*** Opening of Data ***
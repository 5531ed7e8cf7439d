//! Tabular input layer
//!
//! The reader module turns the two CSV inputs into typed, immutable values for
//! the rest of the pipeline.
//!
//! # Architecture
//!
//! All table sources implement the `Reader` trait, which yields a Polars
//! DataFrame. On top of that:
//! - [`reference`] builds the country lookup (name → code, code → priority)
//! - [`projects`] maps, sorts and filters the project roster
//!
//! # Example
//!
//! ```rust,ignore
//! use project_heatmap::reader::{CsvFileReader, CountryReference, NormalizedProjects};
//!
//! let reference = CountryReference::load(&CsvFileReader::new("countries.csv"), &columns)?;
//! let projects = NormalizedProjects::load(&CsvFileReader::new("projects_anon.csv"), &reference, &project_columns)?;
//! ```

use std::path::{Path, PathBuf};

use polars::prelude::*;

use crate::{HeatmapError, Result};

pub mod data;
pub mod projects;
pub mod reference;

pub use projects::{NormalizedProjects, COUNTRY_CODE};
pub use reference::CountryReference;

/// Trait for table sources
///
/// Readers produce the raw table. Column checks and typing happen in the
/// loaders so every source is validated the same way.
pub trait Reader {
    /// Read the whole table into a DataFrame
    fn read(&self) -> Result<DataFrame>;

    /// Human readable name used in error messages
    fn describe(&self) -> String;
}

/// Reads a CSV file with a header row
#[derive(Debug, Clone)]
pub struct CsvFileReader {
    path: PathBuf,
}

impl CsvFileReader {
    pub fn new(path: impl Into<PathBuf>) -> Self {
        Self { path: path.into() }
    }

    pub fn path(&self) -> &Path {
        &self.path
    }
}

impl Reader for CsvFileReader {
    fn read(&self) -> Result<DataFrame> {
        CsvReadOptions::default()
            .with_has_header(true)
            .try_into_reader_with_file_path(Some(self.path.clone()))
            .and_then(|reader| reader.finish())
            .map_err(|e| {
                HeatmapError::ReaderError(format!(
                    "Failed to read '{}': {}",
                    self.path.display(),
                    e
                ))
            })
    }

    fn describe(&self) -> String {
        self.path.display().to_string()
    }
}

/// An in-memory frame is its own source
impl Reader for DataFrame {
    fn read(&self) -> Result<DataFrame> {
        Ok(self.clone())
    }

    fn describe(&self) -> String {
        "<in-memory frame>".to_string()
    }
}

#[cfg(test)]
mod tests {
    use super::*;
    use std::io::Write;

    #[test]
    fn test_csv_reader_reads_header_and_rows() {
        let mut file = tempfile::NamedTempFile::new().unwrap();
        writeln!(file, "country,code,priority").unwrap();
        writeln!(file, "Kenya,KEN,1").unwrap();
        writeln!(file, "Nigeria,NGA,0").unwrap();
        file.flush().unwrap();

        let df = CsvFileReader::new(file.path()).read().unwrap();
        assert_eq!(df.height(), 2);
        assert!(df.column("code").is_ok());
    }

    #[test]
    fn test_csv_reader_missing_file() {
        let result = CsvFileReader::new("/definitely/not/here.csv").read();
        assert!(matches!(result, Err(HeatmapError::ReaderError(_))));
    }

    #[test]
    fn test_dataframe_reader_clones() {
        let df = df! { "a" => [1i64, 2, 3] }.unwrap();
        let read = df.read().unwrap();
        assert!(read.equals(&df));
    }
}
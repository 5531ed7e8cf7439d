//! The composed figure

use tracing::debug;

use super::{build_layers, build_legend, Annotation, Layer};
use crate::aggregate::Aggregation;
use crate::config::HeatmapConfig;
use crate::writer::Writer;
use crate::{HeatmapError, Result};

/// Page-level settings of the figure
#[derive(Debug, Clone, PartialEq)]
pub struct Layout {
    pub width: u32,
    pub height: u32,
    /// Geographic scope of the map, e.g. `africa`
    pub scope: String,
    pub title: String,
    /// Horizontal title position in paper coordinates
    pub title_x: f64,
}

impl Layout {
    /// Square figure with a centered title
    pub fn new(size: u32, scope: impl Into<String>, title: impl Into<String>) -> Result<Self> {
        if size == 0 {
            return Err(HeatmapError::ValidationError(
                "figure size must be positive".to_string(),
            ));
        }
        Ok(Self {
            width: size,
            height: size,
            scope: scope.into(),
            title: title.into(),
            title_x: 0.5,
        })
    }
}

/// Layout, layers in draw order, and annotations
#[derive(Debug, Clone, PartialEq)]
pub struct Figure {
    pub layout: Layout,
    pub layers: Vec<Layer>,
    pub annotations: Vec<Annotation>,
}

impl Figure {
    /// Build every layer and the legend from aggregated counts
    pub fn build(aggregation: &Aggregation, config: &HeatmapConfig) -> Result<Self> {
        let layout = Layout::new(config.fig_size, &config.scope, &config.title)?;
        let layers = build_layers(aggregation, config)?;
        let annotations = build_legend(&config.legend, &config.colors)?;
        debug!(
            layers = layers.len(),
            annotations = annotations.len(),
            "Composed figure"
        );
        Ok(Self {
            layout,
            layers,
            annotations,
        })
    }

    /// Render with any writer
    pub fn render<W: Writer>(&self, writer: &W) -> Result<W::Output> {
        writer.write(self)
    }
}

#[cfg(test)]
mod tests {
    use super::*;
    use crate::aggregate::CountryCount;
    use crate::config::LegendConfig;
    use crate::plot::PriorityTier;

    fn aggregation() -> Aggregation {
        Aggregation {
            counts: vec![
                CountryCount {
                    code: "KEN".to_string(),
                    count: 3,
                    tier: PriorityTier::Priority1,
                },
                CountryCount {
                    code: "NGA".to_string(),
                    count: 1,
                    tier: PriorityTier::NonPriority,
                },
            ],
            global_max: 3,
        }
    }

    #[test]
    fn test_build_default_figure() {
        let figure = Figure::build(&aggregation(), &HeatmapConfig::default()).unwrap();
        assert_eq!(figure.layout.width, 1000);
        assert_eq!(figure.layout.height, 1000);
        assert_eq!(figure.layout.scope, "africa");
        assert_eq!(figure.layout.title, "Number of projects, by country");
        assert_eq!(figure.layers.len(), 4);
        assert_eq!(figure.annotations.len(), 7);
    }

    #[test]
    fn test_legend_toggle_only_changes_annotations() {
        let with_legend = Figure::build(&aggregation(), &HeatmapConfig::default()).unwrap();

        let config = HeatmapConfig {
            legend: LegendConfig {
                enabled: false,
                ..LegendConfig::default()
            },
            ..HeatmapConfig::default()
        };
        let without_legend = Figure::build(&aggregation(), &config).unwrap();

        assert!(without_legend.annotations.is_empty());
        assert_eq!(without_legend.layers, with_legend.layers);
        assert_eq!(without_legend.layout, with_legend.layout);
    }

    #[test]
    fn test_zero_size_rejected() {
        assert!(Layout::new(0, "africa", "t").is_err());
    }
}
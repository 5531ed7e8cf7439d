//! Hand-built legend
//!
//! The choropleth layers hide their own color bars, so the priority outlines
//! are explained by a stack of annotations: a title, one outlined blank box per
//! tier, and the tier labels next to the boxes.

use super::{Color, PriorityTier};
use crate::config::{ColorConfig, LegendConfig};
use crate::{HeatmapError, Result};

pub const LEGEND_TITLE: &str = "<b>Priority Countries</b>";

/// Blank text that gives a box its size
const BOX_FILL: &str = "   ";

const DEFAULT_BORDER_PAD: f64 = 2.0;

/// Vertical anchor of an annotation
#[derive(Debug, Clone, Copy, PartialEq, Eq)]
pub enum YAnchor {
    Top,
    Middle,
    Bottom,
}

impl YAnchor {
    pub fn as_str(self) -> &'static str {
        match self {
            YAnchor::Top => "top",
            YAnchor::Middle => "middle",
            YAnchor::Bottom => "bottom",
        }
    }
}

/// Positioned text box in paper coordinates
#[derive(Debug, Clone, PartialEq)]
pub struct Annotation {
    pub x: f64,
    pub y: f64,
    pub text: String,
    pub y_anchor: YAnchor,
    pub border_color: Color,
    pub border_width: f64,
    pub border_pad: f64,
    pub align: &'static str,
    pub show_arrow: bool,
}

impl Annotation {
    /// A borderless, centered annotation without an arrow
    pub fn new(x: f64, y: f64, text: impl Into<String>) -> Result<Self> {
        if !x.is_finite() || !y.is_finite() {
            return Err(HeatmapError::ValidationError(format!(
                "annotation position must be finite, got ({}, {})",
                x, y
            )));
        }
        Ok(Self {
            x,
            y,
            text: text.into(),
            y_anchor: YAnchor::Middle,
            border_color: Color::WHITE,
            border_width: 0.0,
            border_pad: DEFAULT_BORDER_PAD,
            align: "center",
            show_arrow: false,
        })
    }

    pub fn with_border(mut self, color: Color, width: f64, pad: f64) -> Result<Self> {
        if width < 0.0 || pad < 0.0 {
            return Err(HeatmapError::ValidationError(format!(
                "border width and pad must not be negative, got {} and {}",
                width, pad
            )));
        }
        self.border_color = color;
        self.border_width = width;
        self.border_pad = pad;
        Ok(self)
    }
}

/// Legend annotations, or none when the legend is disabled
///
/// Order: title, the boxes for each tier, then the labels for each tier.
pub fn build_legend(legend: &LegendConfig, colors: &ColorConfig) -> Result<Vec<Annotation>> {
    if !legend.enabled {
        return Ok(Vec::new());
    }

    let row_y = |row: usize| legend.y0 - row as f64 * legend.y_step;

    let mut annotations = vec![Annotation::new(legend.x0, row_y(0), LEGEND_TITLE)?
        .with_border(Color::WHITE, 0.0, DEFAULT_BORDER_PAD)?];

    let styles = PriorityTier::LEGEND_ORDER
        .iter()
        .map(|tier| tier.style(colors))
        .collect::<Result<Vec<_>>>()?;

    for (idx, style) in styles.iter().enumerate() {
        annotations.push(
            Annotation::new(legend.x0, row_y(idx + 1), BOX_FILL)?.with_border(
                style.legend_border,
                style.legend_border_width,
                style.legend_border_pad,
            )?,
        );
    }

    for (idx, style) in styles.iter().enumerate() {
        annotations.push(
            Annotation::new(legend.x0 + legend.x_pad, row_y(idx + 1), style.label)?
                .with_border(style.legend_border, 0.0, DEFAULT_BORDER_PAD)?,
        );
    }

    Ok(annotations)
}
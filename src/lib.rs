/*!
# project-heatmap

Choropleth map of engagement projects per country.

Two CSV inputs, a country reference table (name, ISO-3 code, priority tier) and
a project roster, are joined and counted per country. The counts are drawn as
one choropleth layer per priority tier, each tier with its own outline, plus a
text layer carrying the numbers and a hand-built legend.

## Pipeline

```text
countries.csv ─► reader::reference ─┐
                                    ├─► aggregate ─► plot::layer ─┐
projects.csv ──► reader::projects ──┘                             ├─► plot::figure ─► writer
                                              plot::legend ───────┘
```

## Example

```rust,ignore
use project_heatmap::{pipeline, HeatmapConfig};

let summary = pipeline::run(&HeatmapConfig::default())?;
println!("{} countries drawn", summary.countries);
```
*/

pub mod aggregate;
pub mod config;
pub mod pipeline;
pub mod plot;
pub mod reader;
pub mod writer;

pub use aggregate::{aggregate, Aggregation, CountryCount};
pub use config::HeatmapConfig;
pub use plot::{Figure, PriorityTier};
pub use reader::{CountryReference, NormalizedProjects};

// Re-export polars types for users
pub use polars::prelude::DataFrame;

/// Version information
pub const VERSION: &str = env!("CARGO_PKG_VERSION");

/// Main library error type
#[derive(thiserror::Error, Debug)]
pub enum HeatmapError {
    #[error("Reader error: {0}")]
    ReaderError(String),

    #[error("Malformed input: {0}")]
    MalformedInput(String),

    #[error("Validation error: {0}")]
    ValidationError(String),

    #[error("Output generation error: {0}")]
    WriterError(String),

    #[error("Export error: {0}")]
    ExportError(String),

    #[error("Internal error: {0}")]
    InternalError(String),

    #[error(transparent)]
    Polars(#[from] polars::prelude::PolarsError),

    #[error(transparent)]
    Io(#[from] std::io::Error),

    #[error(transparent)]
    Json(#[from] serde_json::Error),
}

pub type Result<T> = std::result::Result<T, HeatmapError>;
*** Close of Data ***
Work order:
Starting at the first line of the data above, please restate word for word every line up to and including the one that holds "code → priority)", and add nothing else.

Response below:
repository 5531ed7e8cf7439d
//! Tabular input layer
//!
//! The reader module turns the two CSV inputs into typed, immutable values for
//! the rest of the pipeline.
//!
//! # Architecture
//!
//! All table sources implement the `Reader` trait, which yields a Polars
//! DataFrame. On top of that:
//! - [`reference`] builds the country lookup (name → code, code → priority)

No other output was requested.